++++ RECORDS TO USE ++++

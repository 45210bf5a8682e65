//! Revision root and uber page.
//!
//! `UberPage` is the single global root: it carries the indirect-tree root
//! whose leaves are `RevisionRootPage`s, plus the per-subtree fanout
//! exponents every descent (`revisioning::dereference_leaf`) consults.
//! `RevisionRootPage` is one committed revision's entry point: one indirect
//! root reference per [`IndexType`] subtree, created lazily on first use.

use std::collections::HashMap;

use crate::codec::{ByteBuffer, ByteReader};
use crate::error::Result;
use crate::page::reference::PageReference;
use crate::page::{IndexType, Revision};

#[derive(Debug, Clone)]
pub struct RevisionRootPage {
    revision: Revision,
    roots: HashMap<IndexType, PageReference>,
    timestamp: i64,
    author: Option<String>,
    commit_message: Option<String>,
}

impl RevisionRootPage {
    #[must_use]
    pub fn new(revision: Revision, timestamp: i64, author: Option<String>, commit_message: Option<String>) -> Self {
        Self { revision, roots: HashMap::new(), timestamp, author, commit_message }
    }

    #[must_use]
    pub fn revision(&self) -> Revision {
        self.revision
    }

    #[must_use]
    pub fn timestamp(&self) -> i64 {
        self.timestamp
    }

    #[must_use]
    pub fn author(&self) -> Option<&str> {
        self.author.as_deref()
    }

    #[must_use]
    pub fn commit_message(&self) -> Option<&str> {
        self.commit_message.as_deref()
    }

    #[must_use]
    pub fn root_ref(&self, index_type: IndexType) -> Option<&PageReference> {
        self.roots.get(&index_type)
    }

    /// Lazily create (as a null reference awaiting a first write) the root
    /// for `index_type` if it doesn't exist yet.
    pub fn root_ref_or_create(&mut self, index_type: IndexType) -> &mut PageReference {
        self.roots.entry(index_type).or_insert_with(|| PageReference::null(index_type))
    }

    pub fn set_root_ref(&mut self, index_type: IndexType, reference: PageReference) {
        self.roots.insert(index_type, reference);
    }

    pub fn serialize(&self, out: &mut ByteBuffer) {
        out.write_i32_be(self.revision);
        out.write_u64_be(i64_to_u64_bits(self.timestamp));
        write_optional_string(out, self.author.as_deref());
        write_optional_string(out, self.commit_message.as_deref());
        out.write_i32_be(crate::utils::num::usize_to_u32_saturating(self.roots.len()) as i32);
        let mut entries: Vec<_> = self.roots.iter().collect();
        entries.sort_by_key(|(k, _)| k.id());
        for (index_type, reference) in entries {
            out.write_u8(index_type.id());
            out.write_u64_be(reference.to_disk_key());
        }
    }

    pub fn deserialize(input: &mut ByteReader) -> Result<Self> {
        let revision = input.read_i32_be()?;
        let timestamp = u64_bits_to_i64(input.read_u64_be()?);
        let author = read_optional_string(input)?;
        let commit_message = read_optional_string(input)?;
        let root_count = input.read_i32_be()?;
        let mut roots = HashMap::new();
        for _ in 0..root_count {
            let index_type = IndexType::from_id(input.read_u8()?)?;
            let key = input.read_u64_be()?;
            roots.insert(index_type, PageReference::from_disk_key(index_type, key));
        }
        Ok(Self { revision, roots, timestamp, author, commit_message })
    }
}

#[derive(Debug, Clone)]
pub struct UberPage {
    latest_revision: Revision,
    revision_root_trie_root: PageReference,
    page_count_exponents: HashMap<IndexType, Vec<u8>>,
}

impl UberPage {
    #[must_use]
    pub fn new(page_count_exponents: HashMap<IndexType, Vec<u8>>) -> Self {
        Self {
            latest_revision: -1,
            revision_root_trie_root: PageReference::null(IndexType::Document),
            page_count_exponents,
        }
    }

    #[must_use]
    pub fn latest_revision(&self) -> Revision {
        self.latest_revision
    }

    pub fn set_latest_revision(&mut self, revision: Revision) {
        self.latest_revision = revision;
    }

    #[must_use]
    pub fn revision_root_trie_root(&self) -> &PageReference {
        &self.revision_root_trie_root
    }

    pub fn set_revision_root_trie_root(&mut self, reference: PageReference) {
        self.revision_root_trie_root = reference;
    }

    #[must_use]
    pub fn page_count_exponents(&self, index_type: IndexType) -> &[u8] {
        self.page_count_exponents.get(&index_type).map_or(&[], Vec::as_slice)
    }

    pub fn serialize(&self, out: &mut ByteBuffer) {
        out.write_i32_be(self.latest_revision);
        out.write_u64_be(self.revision_root_trie_root.to_disk_key());
        out.write_i32_be(crate::utils::num::usize_to_u32_saturating(self.page_count_exponents.len()) as i32);
        let mut entries: Vec<_> = self.page_count_exponents.iter().collect();
        entries.sort_by_key(|(k, _)| k.id());
        for (index_type, exps) in entries {
            out.write_u8(index_type.id());
            out.write_i32_be(crate::utils::num::usize_to_u32_saturating(exps.len()) as i32);
            out.write_bytes(exps);
        }
    }

    pub fn deserialize(input: &mut ByteReader) -> Result<Self> {
        let latest_revision = input.read_i32_be()?;
        let trie_key = input.read_u64_be()?;
        let entry_count = input.read_i32_be()?;
        let mut page_count_exponents = HashMap::new();
        for _ in 0..entry_count {
            let index_type = IndexType::from_id(input.read_u8()?)?;
            let len = input.read_i32_be()?;
            let len = crate::codec::must_fit_usize(u64::try_from(len).unwrap_or(0))?;
            let exps = input.read_bytes(len)?.to_vec();
            page_count_exponents.insert(index_type, exps);
        }
        Ok(Self {
            latest_revision,
            revision_root_trie_root: PageReference::from_disk_key(IndexType::Document, trie_key),
            page_count_exponents,
        })
    }
}

fn i64_to_u64_bits(v: i64) -> u64 {
    v as u64
}

fn u64_bits_to_i64(v: u64) -> i64 {
    v as i64
}

fn write_optional_string(out: &mut ByteBuffer, s: Option<&str>) {
    match s {
        Some(s) => {
            out.write_u8(1);
            let bytes = s.as_bytes();
            out.write_i32_be(crate::utils::num::usize_to_u32_saturating(bytes.len()) as i32);
            out.write_bytes(bytes);
        }
        None => out.write_u8(0),
    }
}

fn read_optional_string(input: &mut ByteReader) -> Result<Option<String>> {
    let present = input.read_u8()?;
    if present == 0 {
        return Ok(None);
    }
    let len = input.read_i32_be()?;
    let len = crate::codec::must_fit_usize(u64::try_from(len).unwrap_or(0))?;
    let bytes = input.read_bytes(len)?;
    Ok(Some(String::from_utf8_lossy(bytes).into_owned()))
}

#[cfg(test)]
mod tests {
    use super::*;

    #[test]
    fn revision_root_round_trips_with_metadata() {
        let mut root = RevisionRootPage::new(3, 1_700_000_000, Some("alice".into()), None);
        root.set_root_ref(IndexType::Document, PageReference::persisted(IndexType::Document, 77));

        let mut buf = ByteBuffer::new();
        root.serialize(&mut buf);
        let bytes = buf.into_vec();
        let mut reader = ByteReader::new(&bytes, 0);
        let decoded = RevisionRootPage::deserialize(&mut reader).unwrap();

        assert_eq!(decoded.revision(), 3);
        assert_eq!(decoded.author(), Some("alice"));
        assert_eq!(decoded.commit_message(), None);
        assert_eq!(decoded.root_ref(IndexType::Document).unwrap().page_key(), Some(77));
    }

    #[test]
    fn uber_page_round_trips_fanout_exponents() {
        let mut exps = HashMap::new();
        exps.insert(IndexType::Document, vec![9, 9, 9]);
        let mut page = UberPage::new(exps);
        page.set_latest_revision(5);
        page.set_revision_root_trie_root(PageReference::persisted(IndexType::Document, 1));

        let mut buf = ByteBuffer::new();
        page.serialize(&mut buf);
        let bytes = buf.into_vec();
        let mut reader = ByteReader::new(&bytes, 0);
        let decoded = UberPage::deserialize(&mut reader).unwrap();

        assert_eq!(decoded.latest_revision(), 5);
        assert_eq!(decoded.page_count_exponents(IndexType::Document), &[9, 9, 9]);
        assert_eq!(decoded.revision_root_trie_root().page_key(), Some(1));
    }
}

++++

WORK TASK:
Report every line of the entries that carries the word "impl".

YOUR SOLUTION:
impl RevisionRootPage {
impl UberPage {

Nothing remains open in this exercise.